[Task description]
Across the entries below, work out how many lines contain "derive". Please give the number only.

[Entries provided]
______
//! UI domain: shared layout for the death and victory overlays.

use bevy::prelude::*;

/// Content of a full-screen overlay that ends a run.
pub(crate) struct EndScreen {
    pub title: String,
    pub title_color: Color,
    pub detail: Option<String>,
    pub button_label: String,
    pub button_border: Color,
    pub hint: &'static str,
}

/// Spawn the overlay tagged with `screen`, its button tagged with `button`.
pub(crate) fn spawn_end_screen(
    commands: &mut Commands,
    screen: impl Component,
    button: impl Component,
    content: EndScreen,
) {
    let EndScreen {
        title,
        title_color,
        detail,
        button_label,
        button_border,
        hint,
    } = content;
    let title_gap = if detail.is_some() { 24.0 } else { 60.0 };

    commands
        .spawn((
            screen,
            Node {
                position_type: PositionType::Absolute,
                left: Val::Px(0.0),
                right: Val::Px(0.0),
                top: Val::Px(0.0),
                bottom: Val::Px(0.0),
                justify_content: JustifyContent::Center,
                align_items: AlignItems::Center,
                flex_direction: FlexDirection::Column,
                ..default()
            },
            BackgroundColor(Color::srgba(0.0, 0.0, 0.0, 0.85)),
            ZIndex(100),
        ))
        .with_children(|parent| {
            parent.spawn((
                Text::new(title),
                TextFont {
                    font_size: 72.0,
                    ..default()
                },
                TextColor(title_color),
                Node {
                    margin: UiRect::bottom(Val::Px(title_gap)),
                    ..default()
                },
            ));

            if let Some(detail) = detail {
                parent.spawn((
                    Text::new(detail),
                    TextFont {
                        font_size: 22.0,
                        ..default()
                    },
                    TextColor(Color::srgb(0.8, 0.8, 0.8)),
                    Node {
                        margin: UiRect::bottom(Val::Px(48.0)),
                        ..default()
                    },
                ));
            }

            parent
                .spawn((
                    button,
                    Button,
                    Node {
                        padding: UiRect::axes(Val::Px(40.0), Val::Px(16.0)),
                        border: UiRect::all(Val::Px(2.0)),
                        ..default()
                    },
                    BackgroundColor(Color::srgb(0.2, 0.2, 0.25)),
                    BorderColor::all(button_border),
                ))
                .with_child((
                    Text::new(button_label),
                    TextFont {
                        font_size: 26.0,
                        ..default()
                    },
                    TextColor(Color::srgb(0.9, 0.9, 0.9)),
                ));

            parent.spawn((
                Text::new(hint),
                TextFont {
                    font_size: 14.0,
                    ..default()
                },
                TextColor(Color::srgb(0.4, 0.4, 0.45)),
                Node {
                    margin: UiRect::top(Val::Px(20.0)),
                    ..default()
                },
            ));
        });
}

/// Enter (either one) or a click on the overlay button.
pub(crate) fn confirm_pressed<'a>(
    keyboard: &ButtonInput<KeyCode>,
    mut interactions: impl Iterator<Item = &'a Interaction>,
) -> bool {
    keyboard.just_pressed(KeyCode::Enter)
        || keyboard.just_pressed(KeyCode::NumpadEnter)
        || interactions.any(|interaction| *interaction == Interaction::Pressed)
}

pub(crate) fn despawn_end_screen<M: Component>(
    mut commands: Commands,
    query: Query<Entity, With<M>>,
) {
    for entity in &query {
        commands.entity(entity).despawn();
    }
}
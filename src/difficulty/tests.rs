//! Difficulty domain: tests for the tuning table and difficulty tag.

use super::{ActiveTuning, Difficulty, DifficultyTable};

#[test]
fn test_from_index_clamps() {
    assert_eq!(Difficulty::from_index(-4), Difficulty::Easy);
    assert_eq!(Difficulty::from_index(0), Difficulty::Easy);
    assert_eq!(Difficulty::from_index(1), Difficulty::Normal);
    assert_eq!(Difficulty::from_index(2), Difficulty::Hard);
    assert_eq!(Difficulty::from_index(3), Difficulty::Nightmare);
    assert_eq!(Difficulty::from_index(12), Difficulty::Nightmare);
}

#[test]
fn test_index_round_trips_through_from_index() {
    for difficulty in Difficulty::ALL {
        assert_eq!(Difficulty::from_index(difficulty.index() as i32), difficulty);
    }
}

#[test]
fn test_table_lookup_returns_matching_record() {
    let table = DifficultyTable::default();
    assert_eq!(table.get(Difficulty::Hard), &table.hard);
    assert_eq!(table.get(Difficulty::Nightmare), &table.nightmare);
    assert_eq!(table.iter().count(), 4);
}

#[test]
fn test_only_nightmare_unlocks_boomerangs_and_extra_spokes() {
    let table = DifficultyTable::default();
    for (difficulty, tuning) in table.iter() {
        let nightmare = difficulty == Difficulty::Nightmare;
        assert_eq!(tuning.boss.circle_wave.boomerang_rings, nightmare);
        assert_eq!(tuning.boss.cross_spin.extra_spokes_at_low_hp, nightmare);
    }
}

#[test]
fn test_harder_difficulties_attack_more_often() {
    let table = DifficultyTable::default();
    let cooldowns: Vec<f32> = table
        .iter()
        .map(|(_, tuning)| tuning.boss.attack_cooldown)
        .collect();
    assert!(cooldowns.windows(2).all(|pair| pair[0] > pair[1]));
}

#[test]
fn test_easy_never_rolls_dual_attack() {
    let table = DifficultyTable::default();
    assert_eq!(table.easy.boss.dual.chance, 0.0);
    assert!(!table.easy.boss.homing.enabled);
}

#[test]
fn test_active_tuning_copies_selected_record() {
    let mut table = DifficultyTable::default();
    table.hard.boss.attack_cooldown = 9.0;

    let active = ActiveTuning::select(&table, Difficulty::Hard);
    assert_eq!(active.difficulty, Difficulty::Hard);
    assert_eq!(active.boss().attack_cooldown, 9.0);
    assert_eq!(active.enemy(), &table.hard.enemy);
    assert_eq!(active.ground_enemy(), &table.hard.ground_enemy);
}

#[test]
fn test_walkers_wind_up_faster_and_hit_harder_on_higher_difficulties() {
    let table = DifficultyTable::default();
    let walkers: Vec<_> = table.iter().map(|(_, tuning)| &tuning.ground_enemy).collect();
    assert!(walkers.windows(2).all(|pair| pair[0].attack_windup > pair[1].attack_windup));
    assert!(walkers.windows(2).all(|pair| pair[0].attack_damage < pair[1].attack_damage));
    assert!(walkers.iter().all(|w| w.attack_range < w.detection_radius));
}

#[test]
fn test_fixed_ring_density_matches_random_ring() {
    let table = DifficultyTable::default();
    assert_eq!(table.normal.boss.circle_wave.projectiles_per_wave(), 24);
    assert_eq!(table.easy.boss.circle_wave.projectiles_per_wave(), 18);
}
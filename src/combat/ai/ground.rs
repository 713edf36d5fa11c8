//! Combat domain: melee walkers that patrol, chase and swing after a wind-up.

use avian2d::prelude::*;
use bevy::ecs::message::MessageWriter;
use bevy::prelude::*;

use crate::combat::Enemy;
use crate::combat::events::DamageEvent;
use crate::difficulty::{ActiveTuning, GroundEnemyTuning};
use crate::movement::{GameLayer, MovementTuning, Player};

/// How far past its own side a walker looks for a wall.
pub const WALL_CHECK_DISTANCE: f32 = 12.0;
/// How far below its leading foot a walker looks for the floor.
pub const LEDGE_CHECK_DISTANCE: f32 = 10.0;

const PLAYER_HALF_EXTENTS: Vec2 = Vec2::new(12.0, 24.0);

#[derive(Debug, Clone, Copy, PartialEq, Eq)]
pub enum GroundIntent {
    Wander,
    Chase,
    Attack,
}

pub fn ground_intent(distance: f32, tuning: &GroundEnemyTuning) -> GroundIntent {
    if distance <= tuning.attack_range {
        GroundIntent::Attack
    } else if distance <= tuning.detection_radius {
        GroundIntent::Chase
    } else {
        GroundIntent::Wander
    }
}

#[derive(Debug, Clone, Copy, PartialEq)]
pub enum GroundPhase {
    Roaming,
    WindingUp { remaining: f32 },
    Recovering { remaining: f32 },
}

#[derive(Component, Debug, Clone)]
pub struct GroundEnemy {
    pub phase: GroundPhase,
    /// 1.0 facing right, -1.0 facing left
    pub facing: f32,
}

impl Default for GroundEnemy {
    fn default() -> Self {
        Self {
            phase: GroundPhase::Roaming,
            facing: 1.0,
        }
    }
}

impl GroundEnemy {
    /// Planted walkers stand still until their swing is over.
    pub fn is_planted(&self) -> bool {
        !matches!(self.phase, GroundPhase::Roaming)
    }

    /// Horizontal direction to walk this tick, turning the walker as needed.
    /// `blocked` is a wall or ledge ahead and only matters while wandering.
    pub fn steer(
        &mut self,
        intent: GroundIntent,
        dx_to_player: f32,
        blocked: bool,
        windup: f32,
    ) -> f32 {
        if self.is_planted() {
            return 0.0;
        }
        match intent {
            GroundIntent::Wander => {
                if blocked {
                    self.facing = -self.facing;
                }
                self.facing
            }
            GroundIntent::Chase => {
                self.face(dx_to_player);
                self.facing
            }
            GroundIntent::Attack => {
                self.face(dx_to_player);
                self.phase = GroundPhase::WindingUp { remaining: windup };
                0.0
            }
        }
    }

    /// Advance the swing. Returns true on the tick the strike lands.
    pub fn tick(&mut self, dt: f32, recovery: f32) -> bool {
        match &mut self.phase {
            GroundPhase::Roaming => false,
            GroundPhase::WindingUp { remaining } => {
                *remaining -= dt;
                if *remaining > 0.0 {
                    return false;
                }
                self.phase = GroundPhase::Recovering {
                    remaining: recovery,
                };
                true
            }
            GroundPhase::Recovering { remaining } => {
                *remaining -= dt;
                if *remaining <= 0.0 {
                    self.phase = GroundPhase::Roaming;
                }
                false
            }
        }
    }

    fn face(&mut self, dx: f32) {
        if dx != 0.0 {
            self.facing = dx.signum();
        }
    }
}

/// Centre of the strike circle in front of the walker.
pub fn strike_point(position: Vec2, facing: f32, reach: f32) -> Vec2 {
    position + Vec2::new(facing * reach, 0.0)
}

/// Circle against box overlap.
pub fn strike_hits(center: Vec2, radius: f32, target: Vec2, half_extents: Vec2) -> bool {
    let closest = center.clamp(target - half_extents, target + half_extents);
    closest.distance_squared(center) <= radius * radius
}

fn half_extents(collider: &Collider, fallback: Vec2) -> Vec2 {
    match collider.shape_scaled().as_cuboid() {
        Some(c) => Vec2::new(c.half_extents.x, c.half_extents.y),
        None => fallback,
    }
}

/// Wall directly ahead, or standing on ground that ends just ahead.
fn path_blocked(
    spatial_query: &SpatialQuery,
    filter: &SpatialQueryFilter,
    position: Vec2,
    half: Vec2,
    facing: f32,
) -> bool {
    let ahead = if facing >= 0.0 { Dir2::X } else { Dir2::NEG_X };
    if spatial_query
        .cast_ray(position, ahead, half.x + WALL_CHECK_DISTANCE, true, filter)
        .is_some()
    {
        return true;
    }

    let feet_y = position.y - half.y + 1.0;
    let below = Vec2::new(position.x, feet_y);
    let grounded = spatial_query
        .cast_ray(below, Dir2::NEG_Y, LEDGE_CHECK_DISTANCE + 1.0, true, filter)
        .is_some();
    if !grounded {
        return false;
    }
    let lead = Vec2::new(position.x + facing * (half.x + 2.0), feet_y);
    spatial_query
        .cast_ray(lead, Dir2::NEG_Y, LEDGE_CHECK_DISTANCE + 1.0, true, filter)
        .is_none()
}

pub(crate) fn remove_disabled_ground_enemies(
    mut commands: Commands,
    tuning: Res<ActiveTuning>,
    walkers: Query<Entity, Added<GroundEnemy>>,
) {
    if tuning.ground_enemy().enabled {
        return;
    }
    for entity in &walkers {
        debug!("Ground enemy disabled on {}", tuning.difficulty.label());
        commands.entity(entity).despawn();
    }
}

pub(crate) fn update_ground_enemies(
    time: Res<Time>,
    tuning: Res<ActiveTuning>,
    movement: Res<MovementTuning>,
    spatial_query: SpatialQuery,
    player_query: Query<(Entity, &Transform, &Collider), With<Player>>,
    mut walkers: Query<
        (
            Entity,
            &Transform,
            &Collider,
            &mut LinearVelocity,
            &mut GroundEnemy,
            &mut Sprite,
        ),
        (With<Enemy>, Without<Player>),
    >,
    mut damage_events: MessageWriter<DamageEvent>,
) {
    let dt = time.delta_secs();
    let walker_tuning = tuning.ground_enemy();
    let ground_filter = SpatialQueryFilter::from_mask(GameLayer::Ground);
    let player = player_query.iter().next().map(|(entity, transform, collider)| {
        (
            entity,
            transform.translation.truncate(),
            half_extents(collider, PLAYER_HALF_EXTENTS),
        )
    });

    for (entity, transform, collider, mut velocity, mut walker, mut sprite) in &mut walkers {
        let position = transform.translation.truncate();
        let half = half_extents(collider, Vec2::splat(16.0));

        // Walkers fall the same way the player does
        velocity.y = (velocity.y - movement.gravity * dt).max(-movement.max_fall_speed);

        let Some((player_entity, player_pos, player_half)) = player else {
            velocity.x = 0.0;
            continue;
        };

        if walker.tick(dt, walker_tuning.attack_recovery) {
            let center = strike_point(position, walker.facing, half.x + walker_tuning.attack_reach);
            if strike_hits(center, walker_tuning.attack_radius, player_pos, player_half) {
                damage_events.write(DamageEvent {
                    source: entity,
                    target: player_entity,
                    amount: walker_tuning.attack_damage,
                });
            }
        }

        let to_player = player_pos - position;
        let intent = ground_intent(to_player.length(), walker_tuning);
        let blocked = intent == GroundIntent::Wander
            && !walker.is_planted()
            && path_blocked(&spatial_query, &ground_filter, position, half, walker.facing);

        let direction = walker.steer(intent, to_player.x, blocked, walker_tuning.attack_windup);
        velocity.x = direction * walker_tuning.move_speed;
        sprite.flip_x = walker.facing < 0.0;
    }
}
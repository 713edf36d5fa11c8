//! Movement domain: player locomotion, grounding and the charge dash.

mod components;
mod resources;
mod systems;


pub use components::{
    DashCharges, DashState, DashTrail, Facing, GameLayer, Ground, MovementState,
    PLAYER_FRICTION, Player, TrailVariant, edge_trail_variant,
};
pub use resources::{MovementInput, MovementTuning};
pub use systems::is_ground_contact;

use bevy::prelude::*;

use crate::core::GameState;
use crate::movement::systems::{
    apply_dash, apply_gravity, apply_horizontal_movement, apply_jump, detect_ground,
    fade_dash_trails, read_input, refill_dash_charges, spawn_dash_trails, update_facing,
    update_timers,
};

pub struct MovementPlugin;

impl Plugin for MovementPlugin {
    fn build(&self, app: &mut App) {
        app.init_resource::<MovementTuning>()
            .init_resource::<MovementInput>()
            .add_systems(
                FixedUpdate,
                (detect_ground, refill_dash_charges)
                    .chain()
                    .run_if(in_state(GameState::Gameplay)),
            )
            .add_systems(
                Update,
                (
                    read_input,
                    update_timers,
                    apply_horizontal_movement,
                    apply_jump,
                    apply_dash,
                    apply_gravity,
                    update_facing,
                    spawn_dash_trails,
                )
                    .chain()
                    .run_if(in_state(GameState::Gameplay)),
            )
            .add_systems(Update, fade_dash_trails);
    }
}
______
[Task response]
3